* TASK PROMPT: Your answer is every line of the material below in which the string "write" occurs.

* MATERIAL FOR THIS TASK:
___
//! Common Types for the NR MAC Scheduling Subsystem
//!
//! Defines fundamental identifier types used throughout the protocol stack.

use num_derive::{FromPrimitive, ToPrimitive};
use serde::{Deserialize, Serialize};

/// Radio Network Temporary Identifier (RNTI)
#[derive(Debug, Clone, Copy, PartialEq, Eq, PartialOrd, Ord, Hash, Serialize, Deserialize)]
pub struct Rnti(pub u16);

impl Rnti {
    /// Create a new RNTI
    pub fn new(value: u16) -> Self {
        Self(value)
    }

    /// Get the RNTI value
    pub fn value(&self) -> u16 {
        self.0
    }
}

impl std::fmt::Display for Rnti {
    fn fmt(&self, f: &mut std::fmt::Formatter<'_>) -> std::fmt::Result {
        write!(f, "{}", self.0)
    }
}

/// Cell Identity
#[derive(Debug, Clone, Copy, PartialEq, Eq, Hash, Serialize, Deserialize)]
pub struct CellId(pub u16);

/// Operation band identity, assigned by the spectrum factory
#[derive(Debug, Clone, Copy, PartialEq, Eq, PartialOrd, Ord, Hash, Serialize, Deserialize)]
pub struct BandId(pub u8);

/// Component carrier identity, assigned by the spectrum factory
#[derive(Debug, Clone, Copy, PartialEq, Eq, PartialOrd, Ord, Hash, Serialize, Deserialize)]
pub struct CcId(pub u8);

/// Bandwidth part identity, assigned by the spectrum factory.
///
/// Note that this is the *creation-time* id; the positional index obtained
/// by flattening bands into a BWP sequence is a plain `usize` and is what
/// the scheduler and BWP manager use for routing.
#[derive(Debug, Clone, Copy, PartialEq, Eq, PartialOrd, Ord, Hash, Serialize, Deserialize)]
pub struct BwpId(pub u8);

impl std::fmt::Display for BwpId {
    fn fmt(&self, f: &mut std::fmt::Formatter<'_>) -> std::fmt::Result {
        write!(f, "{}", self.0)
    }
}

/// Modulation and Coding Scheme index
pub type Mcs = u8;

/// A transmit/receive beam direction, quantized for use as a map key.
///
/// The elevation is stored in centi-degrees so the type can derive `Eq`,
/// `Ord` and `Hash` and be used as a deterministic grouping key.
#[derive(Debug, Clone, Copy, PartialEq, Eq, PartialOrd, Ord, Hash, Serialize, Deserialize)]
pub struct BeamId {
    /// Sector index within the azimuth scan
    pub sector: u16,
    /// Elevation in centi-degrees
    pub elevation_cdeg: i16,
}

impl BeamId {
    /// Create a new beam id
    pub fn new(sector: u16, elevation_cdeg: i16) -> Self {
        Self {
            sector,
            elevation_cdeg,
        }
    }

    /// Beam id used before any beamforming has run (quasi-omni)
    pub const QUASI_OMNI: Self = Self {
        sector: u16::MAX,
        elevation_cdeg: 0,
    };
}

/// Beam configuration of a UE: the TX/RX beam pairing per stream.
///
/// Used by the OFDMA schedulers as the grouping key when partitioning
/// frequency per beam. A single-stream UE leaves the secondary beam unset.
#[derive(Debug, Clone, Copy, PartialEq, Eq, PartialOrd, Ord, Hash, Serialize, Deserialize)]
pub struct BeamConfId {
    /// Beam of the first stream
    pub primary: BeamId,
    /// Beam of the second stream, for rank-2 UEs
    pub secondary: Option<BeamId>,
}

impl BeamConfId {
    /// Create a beam configuration id
    pub fn new(primary: BeamId, secondary: Option<BeamId>) -> Self {
        Self { primary, secondary }
    }
}

impl std::fmt::Display for BeamConfId {
    fn fmt(&self, f: &mut std::fmt::Formatter<'_>) -> std::fmt::Result {
        match self.secondary {
            Some(s) => write!(
                f,
                "({},{})+({},{})",
                self.primary.sector, self.primary.elevation_cdeg, s.sector, s.elevation_cdeg
            ),
            None => write!(f, "({},{})", self.primary.sector, self.primary.elevation_cdeg),
        }
    }
}

/// QoS Class Identifier (5QI), the standard traffic classes used by the
/// BWP manager to route bearer traffic to a bandwidth part.
#[derive(
    Debug, Clone, Copy, PartialEq, Eq, Hash, FromPrimitive, ToPrimitive, Serialize, Deserialize,
)]
#[repr(u8)]
pub enum Qci {
    /// GBR conversational voice
    GbrConvVoice = 1,
    /// GBR conversational video (live streaming)
    GbrConvVideo = 2,
    /// GBR real time gaming
    GbrGaming = 3,
    /// GBR non-conversational video (buffered streaming)
    GbrNonConvVideo = 4,
    /// GBR mission critical user plane push to talk
    GbrMcPushToTalk = 65,
    /// GBR non-mission-critical user plane push to talk
    GbrNmcPushToTalk = 66,
    /// GBR mission critical video user plane
    GbrMcVideo = 67,
    /// GBR V2X messages
    GbrV2x = 75,
    /// Non-GBR IMS signalling
    NgbrImsSignalling = 5,
    /// Non-GBR video (buffered streaming), TCP based traffic
    NgbrVideoTcpOperator = 6,
    /// Non-GBR voice, video, interactive gaming
    NgbrVoiceVideoGaming = 7,
    /// Non-GBR video (buffered streaming), premium bearer
    NgbrVideoTcpPremium = 8,
    /// Non-GBR video (buffered streaming), default bearer
    NgbrVideoTcpDefault = 9,
    /// Non-GBR mission critical delay sensitive signalling
    NgbrMcDelaySignalling = 69,
    /// Non-GBR mission critical data
    NgbrMcData = 70,
    /// Non-GBR V2X messages
    NgbrV2x = 79,
    /// Non-GBR low latency eMBB applications
    NgbrLowLatEmbb = 80,
    /// Delay critical GBR discrete automation (small packets)
    DcGbrDiscreteAutSmall = 82,
    /// Delay critical GBR discrete automation (large packets)
    DcGbrDiscreteAutLarge = 83,
    /// Delay critical GBR intelligent transport systems
    DcGbrIts = 84,
    /// Delay critical GBR electricity distribution
    DcGbrElectricity = 85,
}

impl Qci {
    /// Default bearer QCI
    pub const DEFAULT: Self = Qci::NgbrVideoTcpDefault;

    /// Whether this class has a guaranteed bit rate
    pub fn is_gbr(&self) -> bool {
        matches!(
            self,
            Qci::GbrConvVoice
                | Qci::GbrConvVideo
                | Qci::GbrGaming
                | Qci::GbrNonConvVideo
                | Qci::GbrMcPushToTalk
                | Qci::GbrNmcPushToTalk
                | Qci::GbrMcVideo
                | Qci::GbrV2x
                | Qci::DcGbrDiscreteAutSmall
                | Qci::DcGbrDiscreteAutLarge
                | Qci::DcGbrIts
                | Qci::DcGbrElectricity
        )
    }

    /// All standard classes, in numeric order
    pub fn all() -> &'static [Qci] {
        &[
            Qci::GbrConvVoice,
            Qci::GbrConvVideo,
            Qci::GbrGaming,
            Qci::GbrNonConvVideo,
            Qci::NgbrImsSignalling,
            Qci::NgbrVideoTcpOperator,
            Qci::NgbrVoiceVideoGaming,
            Qci::NgbrVideoTcpPremium,
            Qci::NgbrVideoTcpDefault,
            Qci::GbrMcPushToTalk,
            Qci::GbrNmcPushToTalk,
            Qci::GbrMcVideo,
            Qci::NgbrMcDelaySignalling,
            Qci::NgbrMcData,
            Qci::GbrV2x,
            Qci::NgbrV2x,
            Qci::NgbrLowLatEmbb,
            Qci::DcGbrDiscreteAutSmall,
            Qci::DcGbrDiscreteAutLarge,
            Qci::DcGbrIts,
            Qci::DcGbrElectricity,
        ]
    }
}

/// Link direction of an allocation
#[derive(Debug, Clone, Copy, PartialEq, Eq, Hash, Serialize, Deserialize)]
pub enum Direction {
    /// Downlink
    Dl,
    /// Uplink
    Ul,
}

impl std::fmt::Display for Direction {
    fn fmt(&self, f: &mut std::fmt::Formatter<'_>) -> std::fmt::Result {
        match self {
            Direction::Dl => write!(f, "DL"),
            Direction::Ul => write!(f, "UL"),
        }
    }
}

#[cfg(test)]
mod tests {
    use super::*;
    use num_traits::FromPrimitive;

    #[test]
    fn test_qci_gbr_classification() {
        assert!(Qci::GbrConvVoice.is_gbr());
        assert!(Qci::GbrV2x.is_gbr());
        assert!(!Qci::NgbrVideoTcpDefault.is_gbr());
        assert!(!Qci::NgbrLowLatEmbb.is_gbr());
    }

    #[test]
    fn test_qci_from_primitive() {
        assert_eq!(Qci::from_u8(1), Some(Qci::GbrConvVoice));
        assert_eq!(Qci::from_u8(9), Some(Qci::NgbrVideoTcpDefault));
        assert_eq!(Qci::from_u8(80), Some(Qci::NgbrLowLatEmbb));
        assert_eq!(Qci::from_u8(200), None);
    }

    #[test]
    fn test_beam_conf_id_ordering() {
        let a = BeamConfId::new(BeamId::new(0, 0), None);
        let b = BeamConfId::new(BeamId::new(1, 0), None);
        assert!(a < b);

        let c = BeamConfId::new(BeamId::new(0, 0), Some(BeamId::new(2, 0)));
        assert!(a < c);
    }
}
___
* SOLUTION TO THIS TASK:
        write!(f, "{}", self.0)
        write!(f, "{}", self.0)
            Some(s) => write!(
            None => write!(f, "({},{})", self.primary.sector, self.primary.elevation_cdeg),
            Direction::Dl => write!(f, "DL"),
            Direction::Ul => write!(f, "UL"),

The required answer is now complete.